Exercise prompt: Scan the data beneath this task and copy each line that includes "types".

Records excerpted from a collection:
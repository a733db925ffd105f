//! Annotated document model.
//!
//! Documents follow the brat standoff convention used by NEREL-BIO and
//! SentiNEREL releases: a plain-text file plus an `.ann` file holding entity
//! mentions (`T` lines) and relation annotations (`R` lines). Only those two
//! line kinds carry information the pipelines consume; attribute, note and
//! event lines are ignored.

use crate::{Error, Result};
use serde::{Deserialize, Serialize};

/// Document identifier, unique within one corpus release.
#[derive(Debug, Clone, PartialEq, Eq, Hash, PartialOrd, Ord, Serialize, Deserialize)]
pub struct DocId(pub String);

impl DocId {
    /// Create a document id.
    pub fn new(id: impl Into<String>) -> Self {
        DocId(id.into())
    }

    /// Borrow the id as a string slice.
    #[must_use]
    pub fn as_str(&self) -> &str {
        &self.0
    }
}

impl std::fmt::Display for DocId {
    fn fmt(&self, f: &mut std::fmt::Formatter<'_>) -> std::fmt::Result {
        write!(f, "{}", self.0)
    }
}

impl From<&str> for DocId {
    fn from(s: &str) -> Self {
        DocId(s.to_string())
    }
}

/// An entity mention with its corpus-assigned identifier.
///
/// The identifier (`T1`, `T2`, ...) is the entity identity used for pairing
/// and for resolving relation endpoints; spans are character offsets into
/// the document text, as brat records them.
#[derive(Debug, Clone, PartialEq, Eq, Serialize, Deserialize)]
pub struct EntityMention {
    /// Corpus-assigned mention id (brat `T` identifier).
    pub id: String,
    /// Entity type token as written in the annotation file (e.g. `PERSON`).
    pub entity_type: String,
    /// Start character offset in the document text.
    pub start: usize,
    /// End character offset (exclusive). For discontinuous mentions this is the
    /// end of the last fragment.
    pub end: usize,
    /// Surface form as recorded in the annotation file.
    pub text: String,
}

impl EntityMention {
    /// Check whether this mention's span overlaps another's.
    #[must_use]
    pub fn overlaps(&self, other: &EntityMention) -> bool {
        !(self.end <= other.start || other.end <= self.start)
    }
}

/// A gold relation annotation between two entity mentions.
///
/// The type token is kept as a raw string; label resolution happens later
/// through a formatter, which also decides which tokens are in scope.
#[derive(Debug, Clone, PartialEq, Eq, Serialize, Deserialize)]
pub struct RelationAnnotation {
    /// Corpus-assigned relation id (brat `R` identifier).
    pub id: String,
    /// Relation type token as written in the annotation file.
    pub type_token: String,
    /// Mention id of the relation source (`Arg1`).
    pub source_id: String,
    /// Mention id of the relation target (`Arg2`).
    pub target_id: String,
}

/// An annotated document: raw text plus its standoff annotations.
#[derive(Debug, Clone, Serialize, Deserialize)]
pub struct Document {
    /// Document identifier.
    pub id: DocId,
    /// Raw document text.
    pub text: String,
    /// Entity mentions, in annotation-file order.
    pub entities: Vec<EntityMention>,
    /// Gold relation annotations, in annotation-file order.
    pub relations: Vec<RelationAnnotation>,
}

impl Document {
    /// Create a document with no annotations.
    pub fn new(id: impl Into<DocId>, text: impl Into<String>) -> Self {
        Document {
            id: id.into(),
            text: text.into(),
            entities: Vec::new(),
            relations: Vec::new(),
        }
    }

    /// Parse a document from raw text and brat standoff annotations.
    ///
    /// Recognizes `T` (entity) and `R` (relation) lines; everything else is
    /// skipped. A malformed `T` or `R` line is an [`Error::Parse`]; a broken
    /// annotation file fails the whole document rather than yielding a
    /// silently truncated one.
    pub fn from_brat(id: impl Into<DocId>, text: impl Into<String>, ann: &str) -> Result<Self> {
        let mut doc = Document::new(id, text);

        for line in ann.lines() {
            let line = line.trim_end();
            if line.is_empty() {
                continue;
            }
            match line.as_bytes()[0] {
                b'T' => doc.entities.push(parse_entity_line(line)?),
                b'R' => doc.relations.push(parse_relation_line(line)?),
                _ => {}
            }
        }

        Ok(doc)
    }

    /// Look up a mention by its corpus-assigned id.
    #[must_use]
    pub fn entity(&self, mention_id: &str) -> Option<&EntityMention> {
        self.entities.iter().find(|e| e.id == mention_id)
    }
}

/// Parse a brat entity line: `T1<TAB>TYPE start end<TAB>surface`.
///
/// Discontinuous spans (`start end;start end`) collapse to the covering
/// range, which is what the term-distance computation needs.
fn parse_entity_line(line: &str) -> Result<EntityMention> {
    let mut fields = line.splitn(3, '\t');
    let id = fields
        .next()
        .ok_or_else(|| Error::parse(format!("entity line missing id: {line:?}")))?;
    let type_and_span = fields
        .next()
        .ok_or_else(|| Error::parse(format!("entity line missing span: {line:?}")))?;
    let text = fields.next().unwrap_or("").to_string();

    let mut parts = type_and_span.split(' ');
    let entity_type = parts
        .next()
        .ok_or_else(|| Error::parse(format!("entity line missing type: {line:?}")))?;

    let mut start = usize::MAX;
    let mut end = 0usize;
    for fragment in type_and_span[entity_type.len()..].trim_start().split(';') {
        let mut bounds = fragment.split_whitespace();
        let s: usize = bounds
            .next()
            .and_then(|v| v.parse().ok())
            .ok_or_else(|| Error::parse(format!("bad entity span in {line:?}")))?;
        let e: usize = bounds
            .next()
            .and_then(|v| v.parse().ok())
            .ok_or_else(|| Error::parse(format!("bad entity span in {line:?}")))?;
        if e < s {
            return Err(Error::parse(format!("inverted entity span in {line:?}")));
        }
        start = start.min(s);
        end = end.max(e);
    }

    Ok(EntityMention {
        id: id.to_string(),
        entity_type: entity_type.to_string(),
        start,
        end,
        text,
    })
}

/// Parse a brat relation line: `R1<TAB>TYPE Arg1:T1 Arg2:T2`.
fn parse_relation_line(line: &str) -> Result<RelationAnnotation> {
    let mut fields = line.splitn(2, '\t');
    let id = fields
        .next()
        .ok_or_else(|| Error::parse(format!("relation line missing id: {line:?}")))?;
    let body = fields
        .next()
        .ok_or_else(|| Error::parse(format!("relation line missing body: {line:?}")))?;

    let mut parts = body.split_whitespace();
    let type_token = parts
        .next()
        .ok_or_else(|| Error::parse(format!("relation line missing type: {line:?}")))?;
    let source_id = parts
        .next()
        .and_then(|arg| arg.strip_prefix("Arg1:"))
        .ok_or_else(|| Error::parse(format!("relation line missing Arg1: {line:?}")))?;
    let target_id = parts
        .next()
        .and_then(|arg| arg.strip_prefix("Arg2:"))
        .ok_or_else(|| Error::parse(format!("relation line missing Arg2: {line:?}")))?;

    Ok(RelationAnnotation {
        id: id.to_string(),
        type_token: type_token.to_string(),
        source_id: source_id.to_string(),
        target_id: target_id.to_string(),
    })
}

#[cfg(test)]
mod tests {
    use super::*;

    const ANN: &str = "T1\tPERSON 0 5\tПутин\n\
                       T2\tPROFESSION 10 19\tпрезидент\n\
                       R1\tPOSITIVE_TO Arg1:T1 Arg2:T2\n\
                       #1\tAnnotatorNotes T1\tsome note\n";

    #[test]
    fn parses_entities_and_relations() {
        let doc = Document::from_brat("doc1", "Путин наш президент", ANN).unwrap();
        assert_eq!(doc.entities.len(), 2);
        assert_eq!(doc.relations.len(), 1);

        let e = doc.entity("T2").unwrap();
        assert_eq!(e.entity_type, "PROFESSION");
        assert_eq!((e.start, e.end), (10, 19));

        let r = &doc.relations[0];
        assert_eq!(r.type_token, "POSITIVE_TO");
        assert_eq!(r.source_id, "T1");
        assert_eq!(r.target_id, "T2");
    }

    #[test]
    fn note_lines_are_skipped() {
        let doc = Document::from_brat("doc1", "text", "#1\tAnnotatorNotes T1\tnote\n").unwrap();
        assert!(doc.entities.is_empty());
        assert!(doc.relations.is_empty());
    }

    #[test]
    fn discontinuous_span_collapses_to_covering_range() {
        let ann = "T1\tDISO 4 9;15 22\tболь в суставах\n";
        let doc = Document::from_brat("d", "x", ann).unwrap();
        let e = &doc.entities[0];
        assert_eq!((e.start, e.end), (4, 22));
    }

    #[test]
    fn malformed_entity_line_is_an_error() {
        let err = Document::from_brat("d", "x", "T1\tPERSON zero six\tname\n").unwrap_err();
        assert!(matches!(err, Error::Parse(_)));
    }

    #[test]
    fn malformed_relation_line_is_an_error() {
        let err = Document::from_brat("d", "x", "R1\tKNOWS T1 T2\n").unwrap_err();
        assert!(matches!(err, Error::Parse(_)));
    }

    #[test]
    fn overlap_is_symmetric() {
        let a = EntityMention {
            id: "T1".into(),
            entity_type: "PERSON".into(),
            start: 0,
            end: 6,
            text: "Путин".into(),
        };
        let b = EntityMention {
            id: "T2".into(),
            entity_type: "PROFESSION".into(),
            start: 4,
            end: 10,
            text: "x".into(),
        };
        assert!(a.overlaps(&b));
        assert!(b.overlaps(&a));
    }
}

==

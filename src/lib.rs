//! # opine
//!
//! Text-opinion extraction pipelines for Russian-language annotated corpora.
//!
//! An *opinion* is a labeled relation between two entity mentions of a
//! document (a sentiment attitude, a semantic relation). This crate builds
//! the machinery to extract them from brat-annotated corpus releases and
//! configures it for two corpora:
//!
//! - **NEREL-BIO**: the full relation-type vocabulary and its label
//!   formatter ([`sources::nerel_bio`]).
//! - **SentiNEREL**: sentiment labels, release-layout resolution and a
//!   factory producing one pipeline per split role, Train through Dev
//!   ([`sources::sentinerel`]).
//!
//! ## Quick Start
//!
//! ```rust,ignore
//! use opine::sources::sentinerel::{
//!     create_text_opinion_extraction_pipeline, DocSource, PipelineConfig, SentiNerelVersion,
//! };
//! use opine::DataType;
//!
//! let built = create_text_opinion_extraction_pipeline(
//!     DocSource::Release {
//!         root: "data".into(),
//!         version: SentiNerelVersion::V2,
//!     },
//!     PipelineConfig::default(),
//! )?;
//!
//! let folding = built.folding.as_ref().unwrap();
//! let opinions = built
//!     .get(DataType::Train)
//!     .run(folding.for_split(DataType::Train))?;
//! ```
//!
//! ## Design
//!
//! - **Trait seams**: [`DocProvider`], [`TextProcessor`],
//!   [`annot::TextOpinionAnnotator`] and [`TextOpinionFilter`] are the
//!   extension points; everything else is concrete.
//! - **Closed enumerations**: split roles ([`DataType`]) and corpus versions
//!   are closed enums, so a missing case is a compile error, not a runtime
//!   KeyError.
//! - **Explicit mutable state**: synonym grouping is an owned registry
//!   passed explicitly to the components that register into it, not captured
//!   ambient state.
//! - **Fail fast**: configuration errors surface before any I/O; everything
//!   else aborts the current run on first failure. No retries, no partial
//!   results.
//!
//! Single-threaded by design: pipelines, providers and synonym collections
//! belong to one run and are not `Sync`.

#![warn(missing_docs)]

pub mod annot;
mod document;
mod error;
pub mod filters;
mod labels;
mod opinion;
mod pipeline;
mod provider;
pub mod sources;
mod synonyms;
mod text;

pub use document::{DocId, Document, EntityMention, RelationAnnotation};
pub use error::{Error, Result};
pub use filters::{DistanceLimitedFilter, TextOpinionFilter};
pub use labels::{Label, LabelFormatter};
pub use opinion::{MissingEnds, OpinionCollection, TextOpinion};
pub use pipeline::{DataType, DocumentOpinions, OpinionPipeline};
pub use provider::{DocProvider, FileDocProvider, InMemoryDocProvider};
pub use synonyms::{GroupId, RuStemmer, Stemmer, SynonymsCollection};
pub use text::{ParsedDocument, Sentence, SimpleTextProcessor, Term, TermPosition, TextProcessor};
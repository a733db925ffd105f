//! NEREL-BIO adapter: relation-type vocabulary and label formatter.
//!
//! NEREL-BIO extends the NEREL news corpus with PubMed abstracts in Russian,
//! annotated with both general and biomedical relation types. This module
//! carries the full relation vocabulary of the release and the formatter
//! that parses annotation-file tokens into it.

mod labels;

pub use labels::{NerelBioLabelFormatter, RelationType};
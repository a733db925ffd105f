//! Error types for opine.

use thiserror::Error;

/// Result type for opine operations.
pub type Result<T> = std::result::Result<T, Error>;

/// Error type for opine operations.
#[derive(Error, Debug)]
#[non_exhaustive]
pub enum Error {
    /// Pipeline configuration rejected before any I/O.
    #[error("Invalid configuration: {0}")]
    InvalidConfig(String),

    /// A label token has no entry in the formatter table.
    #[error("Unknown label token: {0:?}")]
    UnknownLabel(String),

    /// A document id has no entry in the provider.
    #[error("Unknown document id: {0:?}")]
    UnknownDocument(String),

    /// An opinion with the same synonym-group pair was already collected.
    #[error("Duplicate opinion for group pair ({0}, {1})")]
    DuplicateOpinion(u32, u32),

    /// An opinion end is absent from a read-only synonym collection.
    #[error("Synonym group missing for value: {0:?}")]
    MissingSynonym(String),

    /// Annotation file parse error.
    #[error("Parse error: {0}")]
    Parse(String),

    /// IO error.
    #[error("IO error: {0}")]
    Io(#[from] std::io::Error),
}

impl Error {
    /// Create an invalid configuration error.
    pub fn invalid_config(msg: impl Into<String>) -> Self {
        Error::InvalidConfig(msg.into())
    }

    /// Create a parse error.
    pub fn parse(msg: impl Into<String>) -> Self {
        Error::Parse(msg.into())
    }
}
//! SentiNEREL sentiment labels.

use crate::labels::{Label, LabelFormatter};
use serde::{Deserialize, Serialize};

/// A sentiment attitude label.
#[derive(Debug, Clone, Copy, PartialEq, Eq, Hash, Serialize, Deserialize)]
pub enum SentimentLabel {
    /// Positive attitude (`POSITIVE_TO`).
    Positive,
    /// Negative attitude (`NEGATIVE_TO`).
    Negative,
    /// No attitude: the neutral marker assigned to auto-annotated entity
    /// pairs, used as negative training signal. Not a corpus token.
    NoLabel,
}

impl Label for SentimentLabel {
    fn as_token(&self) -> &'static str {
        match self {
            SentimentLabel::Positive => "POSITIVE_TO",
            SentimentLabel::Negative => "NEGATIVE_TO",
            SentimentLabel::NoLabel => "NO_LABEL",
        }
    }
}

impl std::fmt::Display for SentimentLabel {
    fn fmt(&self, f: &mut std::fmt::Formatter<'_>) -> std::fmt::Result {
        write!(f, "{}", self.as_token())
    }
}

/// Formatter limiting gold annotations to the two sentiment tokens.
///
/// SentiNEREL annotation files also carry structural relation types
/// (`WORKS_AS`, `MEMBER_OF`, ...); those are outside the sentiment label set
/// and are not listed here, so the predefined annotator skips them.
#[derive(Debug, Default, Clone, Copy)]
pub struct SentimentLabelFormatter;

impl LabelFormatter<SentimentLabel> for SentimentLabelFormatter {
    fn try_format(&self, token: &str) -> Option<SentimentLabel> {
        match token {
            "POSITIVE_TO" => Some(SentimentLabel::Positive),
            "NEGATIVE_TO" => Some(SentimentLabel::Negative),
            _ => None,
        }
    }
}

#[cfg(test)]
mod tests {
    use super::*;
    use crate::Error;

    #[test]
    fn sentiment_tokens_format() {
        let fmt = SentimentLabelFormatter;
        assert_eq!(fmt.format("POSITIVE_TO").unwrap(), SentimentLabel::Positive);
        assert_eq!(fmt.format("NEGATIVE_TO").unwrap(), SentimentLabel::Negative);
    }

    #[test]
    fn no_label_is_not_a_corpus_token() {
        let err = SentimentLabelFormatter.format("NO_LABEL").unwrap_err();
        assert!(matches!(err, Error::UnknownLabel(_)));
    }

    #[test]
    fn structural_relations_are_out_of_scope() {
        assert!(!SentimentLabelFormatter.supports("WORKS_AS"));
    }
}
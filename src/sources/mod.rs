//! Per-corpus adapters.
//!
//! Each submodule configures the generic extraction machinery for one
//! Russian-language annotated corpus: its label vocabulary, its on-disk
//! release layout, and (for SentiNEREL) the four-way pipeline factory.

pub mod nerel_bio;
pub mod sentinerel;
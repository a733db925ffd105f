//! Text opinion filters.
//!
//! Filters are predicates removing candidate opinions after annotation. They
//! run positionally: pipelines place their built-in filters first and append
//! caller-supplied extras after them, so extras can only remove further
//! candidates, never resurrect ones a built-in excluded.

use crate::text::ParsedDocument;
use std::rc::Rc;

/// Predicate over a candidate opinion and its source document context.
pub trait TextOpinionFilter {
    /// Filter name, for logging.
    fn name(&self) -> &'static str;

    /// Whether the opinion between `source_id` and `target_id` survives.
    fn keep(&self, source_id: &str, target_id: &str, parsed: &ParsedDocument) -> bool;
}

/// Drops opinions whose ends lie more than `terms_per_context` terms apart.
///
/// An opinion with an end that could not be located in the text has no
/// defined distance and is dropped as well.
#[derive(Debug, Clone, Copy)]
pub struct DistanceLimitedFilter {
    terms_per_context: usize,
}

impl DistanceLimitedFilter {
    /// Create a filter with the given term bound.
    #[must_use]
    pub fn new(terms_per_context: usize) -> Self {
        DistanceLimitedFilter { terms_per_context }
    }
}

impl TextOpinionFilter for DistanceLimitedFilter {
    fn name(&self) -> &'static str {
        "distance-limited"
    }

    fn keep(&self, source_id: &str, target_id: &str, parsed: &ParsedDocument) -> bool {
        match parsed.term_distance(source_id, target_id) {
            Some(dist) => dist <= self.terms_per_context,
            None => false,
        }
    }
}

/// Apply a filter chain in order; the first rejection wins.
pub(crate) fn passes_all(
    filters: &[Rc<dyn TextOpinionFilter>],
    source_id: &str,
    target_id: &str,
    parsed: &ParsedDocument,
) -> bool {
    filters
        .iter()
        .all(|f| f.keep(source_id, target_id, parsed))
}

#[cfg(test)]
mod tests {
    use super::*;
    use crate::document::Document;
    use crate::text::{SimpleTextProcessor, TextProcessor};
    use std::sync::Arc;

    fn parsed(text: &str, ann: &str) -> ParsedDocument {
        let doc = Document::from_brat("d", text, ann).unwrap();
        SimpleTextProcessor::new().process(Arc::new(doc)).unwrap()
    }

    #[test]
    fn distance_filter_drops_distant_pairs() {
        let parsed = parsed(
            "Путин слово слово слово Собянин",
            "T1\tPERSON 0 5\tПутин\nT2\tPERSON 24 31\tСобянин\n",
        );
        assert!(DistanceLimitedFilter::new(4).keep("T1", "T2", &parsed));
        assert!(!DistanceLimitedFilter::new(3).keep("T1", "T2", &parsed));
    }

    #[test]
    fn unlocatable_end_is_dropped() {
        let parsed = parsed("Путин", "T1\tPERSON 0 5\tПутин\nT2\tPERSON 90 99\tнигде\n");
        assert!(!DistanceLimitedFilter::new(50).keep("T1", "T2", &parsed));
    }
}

Response to the task:
//! annotated with both general and biomedical relation types. This module
//! Error types for opine.
/// SentiNEREL annotation files also carry structural relation types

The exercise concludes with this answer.